When the labor market gets competitive, you start to see long probationary periods, two-tier pay and benefit scales, hiring people on as casuals instead of permanent members, and other bargaining concessions that end up favoring some union members over others. I know some unions over the last few years have managed to fight against two-tier systems, but if there's any sort of serious economic downturn I'd expect them to become commonplace again.

I'm curious to see if they can come up with a way to organize that works for everyone, or if it'll end up as something like the Longshoreman's union: a fantastic deal, provided you won the lottery to get in and then stuck around long enough to be a permanent member.
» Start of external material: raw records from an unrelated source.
//! Interactive shell over the task store
//!
//! A synchronous read-eval loop that owns the store for the process
//! lifetime. Every command maps onto one store operation; the store itself
//! never reports a miss, so user-facing feedback lives here.

use std::fs;

use colored::Colorize;
use eyre::{Context, Result, eyre};
use rustyline::DefaultEditor;
use rustyline::error::ReadlineError;
use tracing::info;
use uuid::Uuid;

use crate::filter::Filter;
use crate::models::Task;
use crate::store::Store;

/// Whether the loop keeps reading after a command
#[derive(Debug, Clone, Copy, PartialEq, Eq)]
pub enum Outcome {
    Continue,
    Quit,
}

/// Interactive session owning the store
pub struct ReplSession {
    store: Store,
}

impl ReplSession {
    pub fn new(store: Store) -> Self {
        Self { store }
    }

    /// Read access to the underlying store
    pub fn store(&self) -> &Store {
        &self.store
    }

    /// Run the read-eval loop until `quit` or end of input
    pub fn run(&mut self) -> Result<()> {
        info!("Starting interactive session");
        self.print_welcome();

        let mut rl = DefaultEditor::new().map_err(|e| eyre!("Failed to initialize line editor: {}", e))?;

        loop {
            match rl.readline(&format!("{} ", ">".bright_green())) {
                Ok(line) => {
                    let input = line.trim();
                    if input.is_empty() {
                        continue;
                    }

                    let _ = rl.add_history_entry(input);

                    match self.execute(input) {
                        Ok(Outcome::Continue) => continue,
                        Ok(Outcome::Quit) => break,
                        Err(err) => println!("{} {err:#}", "Error:".red()),
                    }
                }
                Err(ReadlineError::Interrupted) => {
                    // Ctrl+C - just show a new prompt
                    println!("^C");
                    continue;
                }
                Err(ReadlineError::Eof) => {
                    // Ctrl+D - exit
                    println!();
                    break;
                }
                Err(err) => {
                    return Err(eyre!("Readline error: {}", err));
                }
            }
        }

        println!("Goodbye!");
        Ok(())
    }

    /// Execute a single command line against the store
    pub fn execute(&mut self, input: &str) -> Result<Outcome> {
        let (cmd, rest) = split_command(input);

        match cmd {
            "add" => self.cmd_add(rest)?,
            "list" | "ls" => self.cmd_list(),
            "done" => self.cmd_set_status(rest, true)?,
            "undo" => self.cmd_set_status(rest, false)?,
            "edit" => self.cmd_edit(rest)?,
            "rm" => self.cmd_delete(rest)?,
            "filter" => self.cmd_filter(rest),
            "load" => self.cmd_load(rest)?,
            "dump" => self.cmd_dump()?,
            "help" | "h" => print_help(),
            "quit" | "q" | "exit" => return Ok(Outcome::Quit),
            _ => {
                println!("{} Unknown command: {}", "?".yellow(), cmd);
                println!("Type {} for available commands", "help".yellow());
            }
        }

        Ok(Outcome::Continue)
    }

    fn cmd_add(&mut self, title: &str) -> Result<()> {
        if title.is_empty() {
            return Err(eyre!("Usage: add <title>"));
        }

        let task = Task::new(Uuid::now_v7().to_string(), title);
        println!("{} {} ({})", "Added".green(), task.title, short_id(&task.id).dimmed());
        self.store.add_task(task);
        Ok(())
    }

    fn cmd_list(&self) {
        let visible = self.store.filtered_tasks();
        println!(
            "{} {} of {} ({})",
            "Tasks:".bright_cyan().bold(),
            visible.len(),
            self.store.len(),
            self.store.filter()
        );

        if visible.is_empty() {
            println!("  {}", "nothing to show".dimmed());
            return;
        }

        for task in visible {
            let mark = if task.completed { "x".green() } else { " ".normal() };
            println!("  [{}] {}  {}", mark, task.title, short_id(&task.id).dimmed());
        }
    }

    fn cmd_set_status(&mut self, input: &str, completed: bool) -> Result<()> {
        if input.is_empty() {
            let usage = if completed { "done" } else { "undo" };
            return Err(eyre!("Usage: {} <id>", usage));
        }

        let id = self.resolve_id(input);
        if self.store.tasks().iter().any(|t| t.id == id) {
            self.store.update_task_status(&id, completed);
            let verb = if completed { "Completed" } else { "Reopened" };
            println!("{} {}", verb.green(), short_id(&id).dimmed());
        } else {
            self.store.update_task_status(&id, completed);
            println!("{} no task matching '{}'", "?".yellow(), input);
        }
        Ok(())
    }

    fn cmd_edit(&mut self, rest: &str) -> Result<()> {
        let (input, title) = split_command(rest);
        if input.is_empty() || title.is_empty() {
            return Err(eyre!("Usage: edit <id> <title>"));
        }

        let id = self.resolve_id(input);
        if self.store.tasks().iter().any(|t| t.id == id) {
            self.store.update_task_title(&id, title.to_string());
            println!("{} {}", "Renamed".green(), short_id(&id).dimmed());
        } else {
            self.store.update_task_title(&id, title.to_string());
            println!("{} no task matching '{}'", "?".yellow(), input);
        }
        Ok(())
    }

    fn cmd_delete(&mut self, input: &str) -> Result<()> {
        if input.is_empty() {
            return Err(eyre!("Usage: rm <id>"));
        }

        let id = self.resolve_id(input);
        let before = self.store.len();
        self.store.delete_task(&id);
        let removed = before - self.store.len();

        if removed > 0 {
            println!("{} {} task(s)", "Removed".green(), removed);
        } else {
            println!("{} no task matching '{}'", "?".yellow(), input);
        }
        Ok(())
    }

    fn cmd_filter(&mut self, value: &str) {
        if value.is_empty() {
            println!("Current filter: {}", self.store.filter().bright_cyan());
            return;
        }

        // Canonicalize the three known names; anything else goes through
        // raw, which the view treats as "show everything".
        let value = match Filter::parse(value) {
            Some(f) => f.as_str().to_string(),
            None => {
                println!("{} unrecognized filter '{}', showing all tasks", "note:".dimmed(), value);
                value.to_string()
            }
        };

        self.store.set_filter(value);
        self.cmd_list();
    }

    fn cmd_load(&mut self, path: &str) -> Result<()> {
        if path.is_empty() {
            return Err(eyre!("Usage: load <path>"));
        }

        let raw = fs::read_to_string(path).with_context(|| format!("Failed to read {}", path))?;
        let tasks: Vec<Task> =
            serde_json::from_str(&raw).with_context(|| format!("Failed to parse {} as a task list", path))?;

        info!(count = tasks.len(), path, "Loaded task list");
        println!("{} {} task(s) from {}", "Loaded".green(), tasks.len(), path);
        self.store.set_tasks(tasks);
        Ok(())
    }

    fn cmd_dump(&self) -> Result<()> {
        let json = serde_json::to_string_pretty(self.store.tasks()).context("Failed to serialize task list")?;
        println!("{}", json);
        Ok(())
    }

    /// Resolve user input to a task id: exact match first, then a unique
    /// prefix. Falls back to the input itself so the store's silent
    /// no-op-on-miss semantics apply to whatever was typed.
    fn resolve_id(&self, input: &str) -> String {
        let tasks = self.store.tasks();
        if tasks.iter().any(|t| t.id == input) {
            return input.to_string();
        }

        let mut matches = tasks.iter().filter(|t| t.id.starts_with(input));
        match (matches.next(), matches.next()) {
            (Some(task), None) => task.id.clone(),
            _ => input.to_string(),
        }
    }

    fn print_welcome(&self) {
        println!();
        println!("{}", "TodoStore Interactive Shell".bright_cyan().bold());
        println!("Type {} for commands, {} to leave", "help".yellow(), "quit".yellow());
        println!();
    }
}

fn split_command(input: &str) -> (&str, &str) {
    match input.split_once(char::is_whitespace) {
        Some((cmd, rest)) => (cmd, rest.trim()),
        None => (input, ""),
    }
}

/// First component of a v7 uuid is plenty for display
fn short_id(id: &str) -> String {
    id.chars().take(8).collect()
}

fn print_help() {
    println!();
    println!("{}", "Available Commands:".bright_cyan());
    println!("  {:22} Add a task", "add <title>".yellow());
    println!("  {:22} List tasks under the current filter", "list".yellow());
    println!("  {:22} Mark a task completed", "done <id>".yellow());
    println!("  {:22} Mark a task active again", "undo <id>".yellow());
    println!("  {:22} Rename a task", "edit <id> <title>".yellow());
    println!("  {:22} Delete a task", "rm <id>".yellow());
    println!("  {:22} Set the filter (All, Active, Completed)", "filter <value>".yellow());
    println!("  {:22} Replace the list from a JSON file", "load <path>".yellow());
    println!("  {:22} Print the list as JSON", "dump".yellow());
    println!("  {:22} Exit the shell", "quit".yellow());
    println!();
    println!("Ids may be abbreviated to any unique prefix.");
    println!();
}

#[cfg(test)]
mod tests {
    use super::*;
    use std::io::Write;

    fn session_with(tasks: Vec<Task>) -> ReplSession {
        let mut store = Store::new();
        store.set_tasks(tasks);
        ReplSession::new(store)
    }

    fn task(id: &str, title: &str, completed: bool) -> Task {
        Task {
            id: id.to_string(),
            title: title.to_string(),
            completed,
        }
    }

    #[test]
    fn test_add_command_appends_open_task() {
        let mut session = session_with(vec![]);

        let outcome = session.execute("add Buy milk").unwrap();

        assert_eq!(outcome, Outcome::Continue);
        assert_eq!(session.store().len(), 1);
        let added = &session.store().tasks()[0];
        assert_eq!(added.title, "Buy milk");
        assert!(!added.completed);
        assert!(!added.id.is_empty());
    }

    #[test]
    fn test_add_without_title_is_an_error() {
        let mut session = session_with(vec![]);
        assert!(session.execute("add").is_err());
        assert!(session.store().is_empty());
    }

    #[test]
    fn test_done_and_undo_flip_completion() {
        let mut session = session_with(vec![task("abc-123", "A", false)]);

        session.execute("done abc-123").unwrap();
        assert!(session.store().tasks()[0].completed);

        session.execute("undo abc-123").unwrap();
        assert!(!session.store().tasks()[0].completed);
    }

    #[test]
    fn test_unique_prefix_resolves_to_full_id() {
        let mut session = session_with(vec![task("abc-123", "A", false), task("xyz-789", "B", false)]);

        session.execute("done abc").unwrap();

        assert!(session.store().tasks()[0].completed);
        assert!(!session.store().tasks()[1].completed);
    }

    #[test]
    fn test_ambiguous_prefix_leaves_state_unchanged() {
        let mut session = session_with(vec![task("abc-123", "A", false), task("abc-456", "B", false)]);

        session.execute("done abc").unwrap();

        assert!(session.store().tasks().iter().all(|t| !t.completed));
    }

    #[test]
    fn test_done_with_unknown_id_is_a_no_op() {
        let mut session = session_with(vec![task("abc-123", "A", false)]);

        session.execute("done nonsense").unwrap();

        assert!(!session.store().tasks()[0].completed);
    }

    #[test]
    fn test_edit_renames_task() {
        let mut session = session_with(vec![task("abc-123", "old title", false)]);

        session.execute("edit abc new title here").unwrap();

        assert_eq!(session.store().tasks()[0].title, "new title here");
    }

    #[test]
    fn test_rm_deletes_task() {
        let mut session = session_with(vec![task("abc-123", "A", false), task("xyz-789", "B", false)]);

        session.execute("rm xyz").unwrap();

        assert_eq!(session.store().len(), 1);
        assert_eq!(session.store().tasks()[0].id, "abc-123");
    }

    #[test]
    fn test_filter_command_canonicalizes_known_names() {
        let mut session = session_with(vec![]);

        session.execute("filter active").unwrap();
        assert_eq!(session.store().filter(), "Active");

        session.execute("filter COMPLETED").unwrap();
        assert_eq!(session.store().filter(), "Completed");
    }

    #[test]
    fn test_filter_command_passes_unknown_values_through() {
        let mut session = session_with(vec![task("1", "A", false), task("2", "B", true)]);

        session.execute("filter Whatever").unwrap();

        assert_eq!(session.store().filter(), "Whatever");
        assert_eq!(session.store().filtered_tasks().len(), 2);
    }

    #[test]
    fn test_load_replaces_collection_from_file() {
        let mut session = session_with(vec![task("old", "stale", false)]);

        let mut file = tempfile::NamedTempFile::new().unwrap();
        write!(
            file,
            r#"[{{"id": "1", "title": "A", "completed": false}}, {{"id": "2", "title": "B", "completed": true}}]"#
        )
        .unwrap();

        session.execute(&format!("load {}", file.path().display())).unwrap();

        assert_eq!(session.store().len(), 2);
        assert!(session.store().tasks().iter().all(|t| t.id != "old"));
    }

    #[test]
    fn test_load_missing_file_is_an_error() {
        let mut session = session_with(vec![task("1", "A", false)]);

        assert!(session.execute("load /no/such/file.json").is_err());
        assert_eq!(session.store().len(), 1);
    }

    #[test]
    fn test_quit_ends_the_loop() {
        let mut session = session_with(vec![]);
        assert_eq!(session.execute("quit").unwrap(), Outcome::Quit);
        assert_eq!(session.execute("q").unwrap(), Outcome::Quit);
    }

    #[test]
    fn test_unknown_command_continues() {
        let mut session = session_with(vec![]);
        assert_eq!(session.execute("frobnicate").unwrap(), Outcome::Continue);
    }

    #[test]
    fn test_split_command() {
        assert_eq!(split_command("add Buy milk"), ("add", "Buy milk"));
        assert_eq!(split_command("list"), ("list", ""));
        assert_eq!(split_command("edit  abc  title"), ("edit", "abc  title"));
    }
}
Unpopular opinion but I'm okay with treating union members better than non.

It's good to know that once you make it you are safe. It's okay to grind and give 110% on the come-up. Unsustainable drive, passion, fire. But there has got to be a point where you can ease off to giving 90%, even 85%.

Jobs are a part of society, and the society needs to create structures that make room for people to pull back and focus on other things like raising a family.


Not just unpopular, undesirable and unworkable. There's a reason unions have long opposed two-tier as a cynical divide-and-conquer management strategy.

Indeed what are you actually "okay with" here? Being on the upper tier, due to a strategy that explicitly wants to chip away at said tier until it's gone? When it goes away will that also be "okay"?